29 June, 2020

Jakarta, Media Perkebunan.id.

Pabrik Gula PT Kebon Agung yaitu PG Kebon Agung di Malang dan PG Trangkil di Pati, untuk memenuhi kebutuhan tebu 100% tergantung pada petani. Karena itu loyalitas petani harus dijaga. Sudibyo, Dirut PT Kebon Agung menyatakan hal ini pada webinar “Pergulaan di era New Normal : Bisakah Swasembada Dicapai” yang diselenggarakan Media Perkebunan.

Upaya PT Kebon Agung yang dilakukan adalah melalui dukungan peningkatan produktivitas petani. Pelaksanaanya adalah program rehabilitasi lahan petani dengan nilai mencapai Rp8 miliar/tahun. Dari tahun 2016-2020 sudah 19.214 ha lahan yang direhabilitasi dengan total biaya mencapai Rp35,827 miliar.

Penanaman tebu saat ini harus dilakukan dengan mekanisasi. PT Kebon Agung menyediakan jasa pelayanan traktor pada petani untuk mengolah lahan. Selain itu faktor utama adalah bibit unggul. Kebon Agung bekerja sama dengan P3GI melepas varietas baru PSKA 942 sehingga tidak didominasi BL.

Penambahan luas areal melalui tebu sendiri pertahun rata-rata 800 ha. Biasanya Kebon Agung menyewa tanah dalam jangka waktu beberapa tahun. Tahun pertama dan kedua dikelola oleh perusahaan sedang tahun selanjutnya diserahkan pada petani.

Peningkatan kompetensi petani melaui pelatihan dan studi banding. Petani dan mitra kerja juga diberi apreasiasi. Tahun 2019 apresiasi dilaksanakan di Bali untuk PG Kebon Agung, sedang PG Trangkil di Banten.

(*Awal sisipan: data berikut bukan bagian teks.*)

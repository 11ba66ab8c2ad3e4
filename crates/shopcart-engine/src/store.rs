//! # Cart Store
//!
//! The single owner of cart state for a shopping session.
//!
//! ## Mutation Flow
//! ```text
//! ┌─────────────────────────────────────────────────────────────────────────┐
//! │                       CartStore::apply                                  │
//! │                                                                         │
//! │  UI action ─────────┐                                                   │
//! │                     ├──► CartCommand ──► validate + mutate (core Cart)  │
//! │  Loader completion ─┘                         │                         │
//! │                                   rejected ◄──┤──► unchanged            │
//! │                              (state intact,   │    (no notification)    │
//! │                               no one told)    ▼                         │
//! │                                           committed                     │
//! │                                               │                         │
//! │                          items changed? ──────┤──► storage.save(..)     │
//! │                                               ▼     (failure = warn)    │
//! │                                     observers.on_change(&snapshot)      │
//! └─────────────────────────────────────────────────────────────────────────┘
//! ```
//!
//! Every mutation runs to completion before the next one starts. The store is
//! plain data mutated through `&mut self`; for concurrent callers, move it
//! into a [`crate::CartService`].

use std::sync::Arc;
use tracing::{debug, info, warn};

use shopcart_core::{
    Cart, CartItem, CartLimits, CartResult, CartSnapshot, ItemKey, Money, ShippingConfig,
    ShippingMethod, ShippingState,
};

use crate::observer::{CartObserver, SubscriptionId};
use crate::storage::{CartStorage, NoopStorage, PersistedCart};

// =============================================================================
// Commands
// =============================================================================

/// A cart mutation, as a value.
#[derive(Debug, Clone, PartialEq)]
pub enum CartCommand {
    AddItem {
        key: ItemKey,
        unit_price: Money,
        quantity: i64,
    },
    UpdateQuantity {
        key: ItemKey,
        quantity: i64,
    },
    RemoveItem {
        key: ItemKey,
    },
    Clear,
    /// Result of a shipping policy load: `None` means unavailable.
    SetShippingConfig(Option<ShippingConfig>),
    SetShippingMethod(ShippingMethod),
}

impl CartCommand {
    /// Short name used in log events.
    pub fn name(&self) -> &'static str {
        match self {
            CartCommand::AddItem { .. } => "add_item",
            CartCommand::UpdateQuantity { .. } => "update_quantity",
            CartCommand::RemoveItem { .. } => "remove_item",
            CartCommand::Clear => "clear",
            CartCommand::SetShippingConfig(_) => "set_shipping_config",
            CartCommand::SetShippingMethod(_) => "set_shipping_method",
        }
    }
}

/// What a committed command touched.
#[derive(Debug, Clone, Copy, PartialEq, Eq)]
enum Change {
    None,
    Items,
    Shipping,
}

// =============================================================================
// Cart Store
// =============================================================================

/// Cart contents plus the session's shipping policy and method.
pub struct CartStore {
    cart: Cart,
    shipping: ShippingState,
    method: ShippingMethod,
    observers: Vec<(SubscriptionId, Arc<dyn CartObserver>)>,
    storage: Arc<dyn CartStorage>,
}

impl CartStore {
    /// Creates an empty, non-persistent store with default limits.
    pub fn new() -> Self {
        Self::with_limits(CartLimits::default())
    }

    /// Creates an empty, non-persistent store.
    pub fn with_limits(limits: CartLimits) -> Self {
        CartStore {
            cart: Cart::with_limits(limits),
            shipping: ShippingState::Unloaded,
            method: ShippingMethod::default(),
            observers: Vec::new(),
            storage: Arc::new(NoopStorage),
        }
    }

    /// Creates a store backed by `storage`, restoring any saved rows.
    ///
    /// Unreadable storage starts an empty cart. Saved rows that break the
    /// cart invariants are dropped and duplicate keys are merged into the
    /// first row. Shipping always starts `Unloaded`.
    pub fn restore(storage: Arc<dyn CartStorage>, limits: CartLimits) -> Self {
        let cart = match storage.load() {
            Ok(Some(persisted)) => {
                let stored = persisted.items.len();
                let (cart, rejected) = Cart::from_rows(persisted.items, limits);
                if rejected > 0 {
                    warn!(stored, rejected, "Dropped invalid rows from saved cart");
                }
                info!(items = cart.item_count(), "Cart restored from storage");
                cart
            }
            Ok(None) => Cart::with_limits(limits),
            Err(e) => {
                warn!(error = %e, "Failed to load saved cart, starting empty");
                Cart::with_limits(limits)
            }
        };

        CartStore {
            cart,
            shipping: ShippingState::Unloaded,
            method: ShippingMethod::default(),
            observers: Vec::new(),
            storage,
        }
    }

    /// Sets the initially selected shipping method.
    pub fn with_shipping_method(mut self, method: ShippingMethod) -> Self {
        self.method = method;
        self
    }

    // =========================================================================
    // Single Mutation Entry Point
    // =========================================================================

    /// Applies a command and returns the resulting snapshot.
    ///
    /// A rejected command leaves the store untouched and notifies nobody.
    pub fn apply(&mut self, command: CartCommand) -> CartResult<CartSnapshot> {
        let name = command.name();

        let change = match command {
            CartCommand::AddItem {
                key,
                unit_price,
                quantity,
            } => {
                self.cart.add_item(key, unit_price, quantity)?;
                Change::Items
            }
            CartCommand::UpdateQuantity { key, quantity } => {
                if self.cart.update_quantity(&key, quantity)? {
                    Change::Items
                } else {
                    Change::None
                }
            }
            CartCommand::RemoveItem { key } => {
                if self.cart.remove_item(&key) {
                    Change::Items
                } else {
                    Change::None
                }
            }
            CartCommand::Clear => {
                if self.cart.clear() {
                    Change::Items
                } else {
                    Change::None
                }
            }
            CartCommand::SetShippingConfig(config) => {
                let next = ShippingState::from_load_result(config);
                if next == self.shipping {
                    Change::None
                } else {
                    info!(from = %self.shipping, to = %next, "Shipping policy updated");
                    self.shipping = next;
                    Change::Shipping
                }
            }
            CartCommand::SetShippingMethod(method) => {
                if method == self.method {
                    Change::None
                } else {
                    self.method = method;
                    Change::Shipping
                }
            }
        };

        debug!(command = name, ?change, items = self.cart.item_count(), "Cart command applied");

        if change == Change::Items {
            self.persist();
        }

        let snapshot = self.snapshot();
        if change != Change::None {
            self.notify(&snapshot);
        }
        Ok(snapshot)
    }

    // =========================================================================
    // Named Operations
    // =========================================================================

    /// Adds `quantity` of an item, or increases the quantity of an existing row.
    /// The price of an existing row is kept.
    pub fn add_item(
        &mut self,
        key: ItemKey,
        unit_price: Money,
        quantity: i64,
    ) -> CartResult<CartSnapshot> {
        self.apply(CartCommand::AddItem {
            key,
            unit_price,
            quantity,
        })
    }

    /// Sets a row's quantity; zero removes it.
    pub fn update_quantity(&mut self, key: ItemKey, quantity: i64) -> CartResult<CartSnapshot> {
        self.apply(CartCommand::UpdateQuantity { key, quantity })
    }

    /// Removes a row. Absent keys are ignored.
    pub fn remove_item(&mut self, key: ItemKey) -> CartSnapshot {
        self.apply_infallible(CartCommand::RemoveItem { key })
    }

    /// Empties the cart. Shipping state is kept.
    pub fn clear(&mut self) -> CartSnapshot {
        self.apply_infallible(CartCommand::Clear)
    }

    /// Records the outcome of a shipping policy load.
    pub fn set_shipping_config(&mut self, config: Option<ShippingConfig>) -> CartSnapshot {
        self.apply_infallible(CartCommand::SetShippingConfig(config))
    }

    /// Selects the shipping method used by [`CartStore::snapshot`].
    pub fn set_shipping_method(&mut self, method: ShippingMethod) -> CartSnapshot {
        self.apply_infallible(CartCommand::SetShippingMethod(method))
    }

    fn apply_infallible(&mut self, command: CartCommand) -> CartSnapshot {
        // Remove, clear and shipping commands have no failure path
        self.apply(command).unwrap_or_else(|e| {
            warn!(error = %e, "Unexpected rejection");
            self.snapshot()
        })
    }

    // =========================================================================
    // Reads
    // =========================================================================

    /// Current totals with the selected shipping method.
    pub fn snapshot(&self) -> CartSnapshot {
        self.cart.snapshot(&self.shipping, self.method)
    }

    /// Current totals priced with an explicit shipping method.
    pub fn snapshot_for(&self, method: ShippingMethod) -> CartSnapshot {
        self.cart.snapshot(&self.shipping, method)
    }

    pub fn items(&self) -> &[CartItem] {
        self.cart.items()
    }

    pub fn shipping_state(&self) -> &ShippingState {
        &self.shipping
    }

    pub fn shipping_method(&self) -> ShippingMethod {
        self.method
    }

    pub fn limits(&self) -> CartLimits {
        self.cart.limits()
    }

    // =========================================================================
    // Observers
    // =========================================================================

    /// Registers an observer for committed changes.
    pub fn subscribe(&mut self, observer: Arc<dyn CartObserver>) -> SubscriptionId {
        let id = SubscriptionId::new();
        self.observers.push((id, observer));
        debug!(%id, observers = self.observers.len(), "Observer subscribed");
        id
    }

    /// Removes an observer. Returns whether it was registered.
    pub fn unsubscribe(&mut self, id: SubscriptionId) -> bool {
        let before = self.observers.len();
        self.observers.retain(|(existing, _)| *existing != id);
        self.observers.len() != before
    }

    fn notify(&self, snapshot: &CartSnapshot) {
        for (_, observer) in &self.observers {
            observer.on_change(snapshot);
        }
    }

    fn persist(&self) {
        let persisted = PersistedCart::from_items(self.cart.items());
        if let Err(e) = self.storage.save(&persisted) {
            warn!(error = %e, "Failed to persist cart");
        }
    }
}

impl Default for CartStore {
    fn default() -> Self {
        Self::new()
    }
}

// =============================================================================
// Unit Tests
// =============================================================================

Suporting finansial diberikan dalam bentuk talangan pupuk minimal Rp15 miliar/tahun; uang muka kemitraan minimal Rp25 miliar/tahun; uang muka tebang angkut Rp20.000/kuintal tebu dan kemudahan pelayanan penerimaan tebu dengan sistem E-SPTA.

Suporting sosial diberikan dalam bentuk beasiswa untuk putra-putri petani mitra; perbaikan sarana jalan tebang dan bantuan pembangunan desa; mendorong regenerasi petani dan operasi pasar gula bersama APTRI, KUD dan lembaga pemerintah terkait. Regenerasi petani berlangsung dengan baik, anak-anak petani mau meneruskan usaha tani orang tuanya.

Tetapi terhadap petani yang tidak mengikuti kesepakatan Kebon Agung juga bisa bersifat tegas. Bagi tebu yang tidak memenuhi syarat giling dikenakan rafaksi. Petani nakal akan dicabut rekomendasi kreditnya.

Dengan program yang dijalankan maka luas areal dan jumlah petani mitra Kebon Agung semakin bertambah. Tahun 2004 jumlah petani mitra 3.856 orang degan luas 19.821 ha. Tahun 2007 dengan program revitalisasi I jumlah petani mitra menjadi 4.941 orang dengan luas 27.175 ha. Tahun 2012 revitalisasi tahap 2 jumlah petani 5.312 orang dengan luas 31.874 ha. Tahun 2019 yang merupakan pemantapan jumlah mitra 6.038 orang luas 39.244 ha.

Kapasitas giling netto tahun 2004 7.922 TCD (tebu per hari) dengan tebu tergiling 1.328.132 ton. Tahun 2007 kapasitas giling netto 9.611 TCD dan tebu tergiling 2.043.546 ton. Tahun 2012 kapasitas giling netto 14.729 TCD tebu tergiling 2.326.441 ton. Tahun 2019 kapasitas giling 19.561 TCD tebu tergiling 2.820.957 ton. Tebu tergiling meningkat 212,4% dan kapasitas giling meningkat 246,9%.

Produksi GKP tahun 2004 91.835 ton rendemen 6,81%. Tahun 2007 produksi GKP 142.799 ton tetapi rendemen turun 6,74%. Tahun 2012 produksi GKP 182.731 ton dan rendemen 7,74 %. Tahun 2019 produksi 230.164 ton rendemen 7,97%. Produksi GKP meningkat 205,6% dan rendemen meningkat 117 %.